KUALA LUMPUR was founded in 1857 at the confluence of Gombak and Klang rivers. In Malay, the name literally means “muddy confluence”. The settlement started when a member of the Selangor Royal family Raja Abdullah opened up the Klang Valley for tin prospectors. Went up the river Klang and began prospecting in the Ampang area, which were then jungle and a thriving tin mine was established. This naturally attracted merchants who traded basic provisions to be miners in return for some of the tin. The traders set up shop at the confluence of the Klang and Gombak and a city was born.
Bahasa Malaysia is the national language, although most people in KL can speak fluent English. The different ethnic groups also speak their own languages and dialects.
For example, Mandarin and Cantonese are widely spoken by the Chinese, while the majority of Indians speak Tamil.

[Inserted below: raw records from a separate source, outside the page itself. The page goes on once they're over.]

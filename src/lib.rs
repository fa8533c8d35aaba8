// ============================================================================
// Calculator Library
// Arithmetic with exact big integers, operation history and numeric helpers
// ============================================================================

//! # Calculator
//!
//! A small arithmetic calculator that keeps a log of every successful
//! operation, plus two standalone helpers.
//!
//! ## Features
//!
//! - **Exact integers** of any size, with real promotion only where needed
//! - **Operation history** as formatted entries, copied out on read
//! - **Explicit errors** for division by zero and empty averages
//! - **Thread-safe handle** for sharing one calculator across threads
//!
//! ## Example
//!
//! ```rust
//! use calculator::prelude::*;
//!
//! let mut calc = Calculator::new();
//!
//! let sum = calc.add(10, 5);
//! let product = calc.multiply(sum, 2);
//! assert_eq!(calc.subtract(product, 3), Number::from(27));
//!
//! assert_eq!(calc.divide(1, 0), Err(CalcError::DivisionByZero));
//! assert_eq!(calc.get_history()[0], "10 + 5 = 15");
//! assert_eq!(calc.history_len(), 3);
//!
//! assert_eq!(calculate_average([1, 2, 3, 4, 5]), Ok(3.0));
//! assert!(is_prime(17));
//! ```

pub mod domain;
pub mod helpers;
#[cfg(feature = "logging")]
pub mod logging;
pub mod numeric;

// Re-exports for convenience
pub mod prelude {
    pub use crate::domain::{Calculator, CalculatorConfig, Operation, SharedCalculator};
    pub use crate::helpers::{calculate_average, is_prime, is_prime_bigint};
    pub use crate::numeric::{CalcError, CalcResult, Number};
}

#[cfg(test)]
mod integration_tests {
    use super::prelude::*;

    #[test]
    fn test_complex_calculation_workflow() {
        let mut calc = Calculator::new();

        // (10 + 5) * 2 - 3 = 27
        let sum = calc.add(10, 5);
        assert_eq!(sum, Number::from(15));
        let product = calc.multiply(sum, 2);
        assert_eq!(product, Number::from(30));
        let difference = calc.subtract(product, 3);
        assert_eq!(difference, Number::from(27));

        let history = calc.get_history();
        assert_eq!(history.len(), 3);
        assert!(history[0].contains("10 + 5 = 15"));
        assert_eq!(history[1], "15 * 2 = 30");
        assert_eq!(history[2], "30 - 3 = 27");
    }

    #[test]
    fn test_calculator_maintains_state() {
        let mut calc = Calculator::new();
        calc.add(1, 1);
        let first_len = calc.get_history().len();

        calc.multiply(2, 3);
        assert_eq!(calc.get_history().len(), first_len + 1);
    }

    #[test]
    fn test_failures_surface_as_errors() {
        let mut calc = Calculator::new();
        calc.add(2, 2);

        let division: CalcResult<Number> = calc.divide(4, 0);
        assert_eq!(division, Err(CalcError::DivisionByZero));
        assert_eq!(calc.history_len(), 1);

        let average = calculate_average(Vec::<Number>::new());
        assert_eq!(average, Err(CalcError::EmptyInput));
    }

    #[test]
    fn test_helpers_consume_calculator_results() {
        let mut calc = Calculator::new();
        let results = vec![calc.add(1, 2), calc.multiply(3, 3), calc.power(2, 4)];
        assert_eq!(calculate_average(results), Ok(28.0 / 3.0));

        let power = calc.power(2, 31);
        let mersenne = calc.subtract(power, 1);
        let exact = mersenne.as_integer().cloned().unwrap_or_default();
        assert!(is_prime_bigint(&exact));
        assert_eq!(calc.last_entry(), Some("2147483648 - 1 = 2147483647"));
    }
}
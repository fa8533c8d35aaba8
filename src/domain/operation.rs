// ============================================================================
// Operation
// The five arithmetic operations and their history symbols
// ============================================================================

use crate::numeric::{CalcResult, Number};
use std::fmt;

#[cfg(feature = "serde")]
use serde::{Deserialize, Serialize};

/// Binary arithmetic operation supported by the calculator
#[derive(Debug, Clone, Copy, PartialEq, Eq, Hash)]
#[cfg_attr(feature = "serde", derive(Serialize, Deserialize))]
pub enum Operation {
    Add,
    Subtract,
    Multiply,
    Divide,
    Power,
}

impl Operation {
    /// All operations, in display order
    pub const ALL: [Operation; 5] = [
        Operation::Add,
        Operation::Subtract,
        Operation::Multiply,
        Operation::Divide,
        Operation::Power,
    ];

    /// Operator symbol used in history entries
    pub const fn symbol(self) -> &'static str {
        match self {
            Operation::Add => "+",
            Operation::Subtract => "-",
            Operation::Multiply => "*",
            Operation::Divide => "/",
            Operation::Power => "^",
        }
    }

    /// Apply the operation. Only `Divide` can fail.
    pub fn apply(self, lhs: &Number, rhs: &Number) -> CalcResult<Number> {
        match self {
            Operation::Add => Ok(lhs + rhs),
            Operation::Subtract => Ok(lhs - rhs),
            Operation::Multiply => Ok(lhs * rhs),
            Operation::Divide => lhs.checked_div(rhs),
            Operation::Power => Ok(lhs.pow(rhs)),
        }
    }

    /// Render one history entry: `"{lhs} {symbol} {rhs} = {result}"`
    pub fn describe(self, lhs: &Number, rhs: &Number, result: &Number) -> String {
        format!("{} {} {} = {}", lhs, self, rhs, result)
    }
}

impl fmt::Display for Operation {
    fn fmt(&self, f: &mut fmt::Formatter<'_>) -> fmt::Result {
        f.write_str(self.symbol())
    }
}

Islam is the official religion of the country, although other religions such as Buddhism, Hinduism and Christianity are also widely practised and this is evident from the many temples and churches that are found along with mosques. Most major religious festivals are national public holidays.
The tropical climate in Kuala Lumpur makes the weather warm and pleasant all-year round with temperatures between 28 and 33 degrees centigrade. Rain occurs occasionally throughout the year.
Malaysia is eight hours ahead of Greenwich Mean Time (GMT).
The Malaysian currency is a decimal system, where 100sen make 1 Ringgit. Ringgit is often written as MYR and come in notes of MYR100, MYR50, MYR20, MYR10, MYR5 and MYR1 denominations. Coins come in 50sen, 20sen, 10sen and 5sen denominations.
Money changers are commonly found in commercial areas and accept most major currencies. Traveller’s cheques can be cashed at banks, licensed money changers and some hotels. Most hotels and large retail outlets will accept credit cards and travellers’ cheques.
Retail shops are generally open from 10:00am till 8:00pm, while shopping centres are open till 10.00 pm. Government offices operate from 8:00 am till 4:30 pm on weekdays only.
Banking hours are from 9:30am to 4:30pm – Monday to Friday, and Post offices open from 8:30 am to 5:30 pm – Monday to Friday.
Post Office and telephone facilities are available throughout Kuala Lumpur. Mobile phones operate on the GSM network and roaming services are readily available.
Internet services are available to the public via internet cafes and at hotels, and many outlets offer free Wi-Fi for their patrons.
|CULTURE & ETIQUETTE||
Malaysia is a melting pot of different cultures and races is very much liberalized in social etiquette; however it is important to recognize certain different cultural and religious characteristics.
Many Malaysians usually greet each other with a less than firm handshake and may then place their right hand over their heart after greeting you as a sign of sincerity. It is also considered impolite to hand or receives anything to a Malaysian with your left hand - as in most Islamic countries the left hand is considered "unclean" and thus insulting. If this makes the action somewhat cumbersome by having to change hands, take the time to do it anyway.
Wear loose and light summer clothing when going outdoors. Wear cotton materials as they absorb sweat and will keep you cool in the mid-day heat.
Evening wear depends very much on where you plan to go and the setting. Jeans, t-shirts and sandals are acceptable in casual eateries and hawker stalls, but discouraged at fine dining establishments.
If you are visiting religious sites, it is always best to be on the conservative side. Long pants and long skirts are acceptable. Long robes are normally available for visitors at some of the more famous mosques like the National mosque and the Wilayah mosque.